In the method of constructing a tunnel in the embankment, when the lower semi-cylindrical tunnel covering body is formed on the foundation, an outer peripheral surface of a segment located above the foundation is installed on the foundation. It is preferably supported by a member.
In this way, the upper segment can be accurately positioned and joined to the lower segment in the lower cylindrical tunnel covering, and the lower semi-cylindrical tunnel covering can be smoothly joined. It can be formed accurately.

  According to the method of building a tunnel in the embankment according to the present invention, after the tunnel lining body is configured as a cylindrical tunnel lining body that is completely closed in the circumferential direction by joining arc-shaped segments, While the embankment is constructed on the outside of the cylindrical tunnel lining body, and the embankment is filled in the inside of the cylindrical tunnel lining body, the cylindrical tunnel lining body is It will be installed in the embankment without any excessive force acting on the joints between the segments and the bending moment and undesired stress on the segments that make up this, so that it can sufficiently withstand the earth pressure of the embankment Cylindrical tunnel lining body with high strength can be formed in the embankment. In addition, after the assembly of the cylindrical tunnel lining body is completed using an trolley, embankment to the inside and outside of the cylindrical tunnel lining body is performed, so two different work processes are repeated alternately. There is no need, and the installation work of the tunnel lining body in the embankment becomes simple, and the installation work can be performed efficiently.

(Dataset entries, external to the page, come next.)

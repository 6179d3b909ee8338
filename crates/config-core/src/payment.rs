//! Payment coordinator configuration: webhook retry backoff and the
//! reconciliation sweep.

use serde::{Deserialize, Serialize};

#[derive(Debug, Clone, Deserialize, Serialize)]
pub struct PaymentConfig {
    pub reconciliation_concurrency: usize,
    pub reconciliation_rate_per_min: u32,
    pub webhook_retry_concurrency: usize,
    pub webhook_retry_base_ms: u64,
    pub webhook_retry_cap_ms: u64,
    pub webhook_max_attempts: i32,
}

impl Default for PaymentConfig {
    fn default() -> Self {
        Self {
            reconciliation_concurrency: 2,
            reconciliation_rate_per_min: 20,
            webhook_retry_concurrency: 3,
            webhook_retry_base_ms: 2_000,
            webhook_retry_cap_ms: 32_000,
            webhook_max_attempts: 5,
        }
    }
}

impl PaymentConfig {
    pub fn from_env() -> Self {
        let default = Self::default();
        Self {
            reconciliation_concurrency: std::env::var("PAYMENT_RECONCILIATION_CONCURRENCY")
                .ok()
                .and_then(|v| v.parse().ok())
                .unwrap_or(default.reconciliation_concurrency),
            reconciliation_rate_per_min: std::env::var("PAYMENT_RECONCILIATION_RATE_PER_MIN")
                .ok()
                .and_then(|v| v.parse().ok())
                .unwrap_or(default.reconciliation_rate_per_min),
            webhook_retry_concurrency: std::env::var("PAYMENT_WEBHOOK_RETRY_CONCURRENCY")
                .ok()
                .and_then(|v| v.parse().ok())
                .unwrap_or(default.webhook_retry_concurrency),
            webhook_retry_base_ms: std::env::var("PAYMENT_WEBHOOK_RETRY_BASE_MS")
                .ok()
                .and_then(|v| v.parse().ok())
                .unwrap_or(default.webhook_retry_base_ms),
            webhook_retry_cap_ms: std::env::var("PAYMENT_WEBHOOK_RETRY_CAP_MS")
                .ok()
                .and_then(|v| v.parse().ok())
                .unwrap_or(default.webhook_retry_cap_ms),
            webhook_max_attempts: std::env::var("PAYMENT_WEBHOOK_MAX_ATTEMPTS")
                .ok()
                .and_then(|v| v.parse().ok())
                .unwrap_or(default.webhook_max_attempts),
        }
    }

    /// `min(cap, base * 2^(attempt-1))`, attempt is 1-indexed.
    pub fn webhook_backoff_ms(&self, attempt: i32) -> u64 {
        let exp = self.webhook_retry_base_ms.saturating_mul(1u64 << (attempt - 1).max(0));
        exp.min(self.webhook_retry_cap_ms)
    }
}

#[cfg(test)]
mod tests {
    use super::*;

    #[test]
    fn backoff_is_capped() {
        let config = PaymentConfig::default();
        assert_eq!(config.webhook_backoff_ms(1), 2_000);
        assert_eq!(config.webhook_backoff_ms(2), 4_000);
        assert_eq!(config.webhook_backoff_ms(10), 32_000);
    }
}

Next, a method for constructing a tunnel in the embankment according to an embodiment of the present invention will be described with reference to the accompanying drawings.
First, as shown in FIG. 1, for example, a valley portion where a tunnel is to be constructed is excavated, and a concrete foundation having a predetermined width and thickness over the entire length in the longitudinal direction of the tunnel is formed on the ground 1 at the bottom. 2 is constructed. The foundation 2 may be formed by assembling a formwork at a construction site and placing concrete in the formwork, or may be formed by installing precast concrete. On the upper surface of the foundation 2, an arc-shaped concave surface having the same radius as the arc of the outer circumference of an arc-shaped precast concrete segment 3 (hereinafter simply referred to as "segment") for forming the cylindrical tunnel lining body R 2a is provided over the entire length of the tunnel in the longitudinal direction.
A plurality of ready-made segments 3 are arranged on the foundation 2 along the circumferential direction of the arcuate concave surface 2a (three in the illustrated example), and the required number is arranged along the entire length in the length direction of the tunnel. The bottom segment row 3A is assembled by fixing and supporting, and joining the joint surfaces adjacent to each other in the circumferential direction and the axial direction of the tunnel of each segment 3 by a conventionally known joint.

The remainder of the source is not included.